How to Change the Time on a Fitbit

Fitbit devices don't keep time independently the way a traditional watch does. Instead, they sync their time automatically from your smartphone or the Fitbit app. That one fact explains most of what you need to know — and most of the confusion people run into when their Fitbit shows the wrong time.

How Fitbit Handles Time (and Why You Can't Just Set It Manually)

Unlike a standard digital watch with a time-setting button, Fitbit trackers and smartwatches pull their time data from a connected device. When your Fitbit syncs with the Fitbit app on your phone, it reads the time zone and current time from your phone's system clock and updates accordingly.

This means:

  • You don't change the time on the Fitbit directly
  • You change it through the Fitbit app or your phone's settings
  • The Fitbit then reflects that change after its next sync

This design keeps your tracker accurate automatically — most of the time. When it doesn't, there's almost always an identifiable reason.

Step 1: Check Your Phone's Time Settings

Because the Fitbit mirrors your phone's clock, start there. If your phone's time is wrong, your Fitbit will be wrong too.

On most phones:

  • Go to Settings → General Management (Android) or Settings → General → Date & Time (iOS)
  • Make sure "Set Automatically" is enabled
  • Confirm your time zone is correctly detected or manually set

If your phone recently traveled across time zones or had its automatic time setting disabled, correcting this will usually fix your Fitbit time after the next sync.

Step 2: Force a Sync in the Fitbit App

Once your phone's time is correct, trigger a manual sync:

  1. Open the Fitbit app
  2. Tap your device icon or the Today tab
  3. Pull down to refresh, or navigate to your device settings and tap Sync Now

Your Fitbit should update its displayed time within a few seconds of a successful sync. Make sure Bluetooth is enabled on your phone and the Fitbit is within range — typically within 30 feet.

Step 3: Adjust Time Zone Settings in the Fitbit App ⏱️

If your time is off by a fixed number of hours, a time zone mismatch is usually the cause. Fitbit allows you to manage this directly in the app:

  1. Open the Fitbit app
  2. Tap your profile icon (top left)
  3. Select App Settings
  4. Tap Time Zone
  5. Disable "Set Automatically" if you want to manually choose a zone, or re-enable it to let the app detect your location
Time Zone SettingBest For
Set AutomaticallyMost users; syncs with phone location
Set ManuallyTravelers, or when auto-detection is wrong

After changing the time zone, sync your device again.

How Clock Face Format Affects What You See

Changing the time and changing the time display format are different things. If you want to switch between 12-hour and 24-hour (military) time:

  1. Open the Fitbit app
  2. Go to your profile → App Settings
  3. Find Clock Display Time and toggle between 12-hour and 24-hour format

This doesn't change the actual time — just how it's shown on your device's screen.

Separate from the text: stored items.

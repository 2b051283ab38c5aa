//! Validators for rule diagnostics
//!
//! Each validator owns one check code and runs over the full document text.

pub mod balance;
pub mod sections;
pub mod variables;

pub use balance::{BracketValidator, QuoteValidator};
pub use sections::SectionValidator;
pub use variables::VariableValidator;

use crate::types::{Diagnostic, LineIndex};

/// Code for missing `meta:` / `strings:` / `condition:` warnings
pub const MISSING_SECTION: &str = "missing-section";
/// Code for `{` / `}` count mismatches
pub const UNBALANCED_BRACKETS: &str = "unbalanced-brackets";
/// Code for an odd number of `"`
pub const UNMATCHED_QUOTES: &str = "unmatched-quotes";
/// Code for condition variables without a definition
pub const UNDEFINED_VARIABLE: &str = "undefined-variable";

/// Every check code, in the order checks run
pub const ALL_CODES: &[&str] = &[
    MISSING_SECTION,
    UNBALANCED_BRACKETS,
    UNMATCHED_QUOTES,
    UNDEFINED_VARIABLE,
];

/// A single diagnostic check
pub trait Validator: Send + Sync {
    /// Code attached to every diagnostic this check emits
    fn code(&self) -> &'static str;

    /// Run the check over the whole document, mapping offsets through `lines`
    fn validate_indexed(&self, source: &str, lines: &LineIndex) -> Vec<Diagnostic>;

    /// Run the check over the whole document
    fn validate(&self, source: &str) -> Vec<Diagnostic> {
        self.validate_indexed(source, &LineIndex::new(source))
    }
}
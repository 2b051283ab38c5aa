//! Determine which rule section the cursor is in

use crate::types::{offset_at, Section};

/// Sections in check order; the first header suffix match wins
const SECTION_ORDER: [Section; 3] = [Section::Meta, Section::Condition, Section::Strings];

/// Locate the section at a cursor position (line and column are 1-based).
///
/// Only the text on the cursor's line before the cursor is considered: if it
/// ends with a section header (ignoring trailing whitespace) that section is
/// returned, otherwise [`Section::Root`]. Out-of-range coordinates are clamped.
pub fn locate_section(source: &str, line: u32, column: u32) -> Section {
    let before = text_before_cursor(source, line, column);
    let section = section_for_prefix(before);
    tracing::trace!(line, column, section = section.as_str(), "located section");
    section
}

/// Section introduced by a trailing header in `prefix`
pub fn section_for_prefix(prefix: &str) -> Section {
    let trimmed = prefix.trim_end();
    SECTION_ORDER
        .into_iter()
        .find(|section| section.header().is_some_and(|h| trimmed.ends_with(h)))
        .unwrap_or(Section::Root)
}

/// Text on the cursor's line strictly before the cursor column
pub fn text_before_cursor(source: &str, line: u32, column: u32) -> &str {
    let cursor = offset_at(source, line, column);
    let line_start = offset_at(source, line, 1);
    &source[line_start..cursor]
}

#[cfg(test)]
mod tests {
    use super::*;

    /// Cursor just past the end of the first line containing `needle`
    fn end_of_line(source: &str, needle: &str) -> (u32, u32) {
        for (i, line) in source.lines().enumerate() {
            if line.contains(needle) {
                return (i as u32 + 1, line.chars().count() as u32 + 1);
            }
        }
        panic!("{needle} not found");
    }

    #[test]
    fn test_meta_header() {
        let source = "rule r {\n  meta:\n}";
        let (line, col) = end_of_line(source, "meta:");

        assert_eq!(locate_section(source, line, col), Section::Meta);
    }

    #[test]
    fn test_unknown_header_is_root() {
        let source = "rule r {\n  foo:\n}";
        let (line, col) = end_of_line(source, "foo:");

        assert_eq!(locate_section(source, line, col), Section::Root);
    }

    #[test]
    fn test_strings_and_condition_headers() {
        let source = "strings:\ncondition:";

        assert_eq!(locate_section(source, 1, 9), Section::Strings);
        assert_eq!(locate_section(source, 2, 11), Section::Condition);
    }

    #[test]
    fn test_trailing_whitespace_ignored() {
        assert_eq!(locate_section("  meta:   ", 1, 11), Section::Meta);
        assert_eq!(locate_section("meta:\t\t", 1, 8), Section::Meta);
    }

    #[test]
    fn test_only_text_before_cursor_counts() {
        let source = "  meta: author";

        assert_eq!(locate_section(source, 1, 8), Section::Meta);
        assert_eq!(locate_section(source, 1, 15), Section::Root);
        assert_eq!(locate_section(source, 1, 5), Section::Root);
    }

    #[test]
    fn test_previous_lines_are_ignored() {
        let source = "  strings:\n    ";

        assert_eq!(locate_section(source, 2, 5), Section::Root);
    }

    #[test]
    fn test_out_of_range_cursor_is_clamped() {
        let source = "meta:";

        assert_eq!(locate_section(source, 1, 100), Section::Meta);
        assert_eq!(locate_section(source, 7, 1), Section::Root);
        assert_eq!(locate_section("", 1, 1), Section::Root);
    }

    #[test]
    fn test_section_for_prefix() {
        assert_eq!(section_for_prefix("x condition: "), Section::Condition);
        assert_eq!(section_for_prefix("meta"), Section::Root);
    }

    #[test]
    fn test_text_before_cursor() {
        assert_eq!(text_before_cursor("ab\ncdef", 2, 3), "cd");
        assert_eq!(text_before_cursor("ab\ncdef", 1, 1), "");
    }
}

Variables That Affect How This Works Across Different Fitbits

Not every Fitbit behaves exactly the same way, and a few factors determine which steps apply to your situation:

Device generation and model — Newer Fitbit devices (like the Sense 2 or Versa 4) have more direct control through the watch's own settings menu. On some models, you can navigate to Settings → Clock Face → Clock Settings directly on the device to adjust display preferences. Older trackers like the Charge series or Inspire line rely more heavily on the app.

Wi-Fi vs. Bluetooth sync — Some Fitbit devices support Wi-Fi syncing, which can update the time even without your phone nearby. Others are Bluetooth-only, requiring your phone to be in range.

Operating system and app version — The Fitbit app's menu structure has changed across versions. If your app is significantly out of date, the navigation path to time zone settings may differ from what's described here. Keeping the app updated generally keeps the interface consistent.

Google account integration — Fitbit is now owned by Google, and newer device setups may route some settings through a Google account rather than a standalone Fitbit account. The core sync behavior is the same, but account management paths differ.

When the Time Keeps Resetting or Staying Wrong 🔄

If your Fitbit repeatedly shows the wrong time even after syncing, a few things are worth checking:

  • Battery level — A very low battery can interrupt sync completion
  • Bluetooth interference — Crowded wireless environments can cause incomplete syncs
  • App permissions — The Fitbit app needs location permission on some Android versions to detect time zones automatically
  • Device restart — A soft restart (holding the button for 10+ seconds on most models) can resolve sync issues that aren't fixed by app-level troubleshooting

On Fitbit devices with touchscreens, you can usually restart from Settings → About → Reboot on the device itself.

The Part That Depends on Your Setup

The core process is consistent — sync through the app, verify your phone's time zone, adjust if needed. But whether that looks like a two-tap fix or a deeper troubleshooting session depends on your specific Fitbit model, how your phone handles Bluetooth, which version of the Fitbit app you're running, and whether you're dealing with a time zone issue, a display format preference, or a sync problem entirely. Those details live in your setup, not in a general guide.